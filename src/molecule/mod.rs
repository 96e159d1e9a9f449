// molecule/mod.rs
// Re-exports for the molecule storage module

mod types;
mod pool;
mod lists;

pub use types::*;
pub use pool::Pool;
pub use lists::*;

#[cfg(test)]
#[path = "tests/pool.rs"]
mod pool_tests;

#[cfg(test)]
#[path = "tests/lists.rs"]
mod lists_tests;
++++++++++
[WHAT YOU ARE ASKED TO DO] Retype the material above, line by line, exactly.

[SOLUTION TO THIS PROBLEM]
filename src/molecule/mod.rs
repository 96e159d1e9a9f449
// molecule/mod.rs
// Re-exports for the molecule storage module

mod types;
mod pool;
mod lists;

pub use types::*;
pub use pool::Pool;
pub use lists::*;

#[cfg(test)]
#[path = "tests/pool.rs"]
mod pool_tests;

#[cfg(test)]
#[path = "tests/lists.rs"]
mod lists_tests;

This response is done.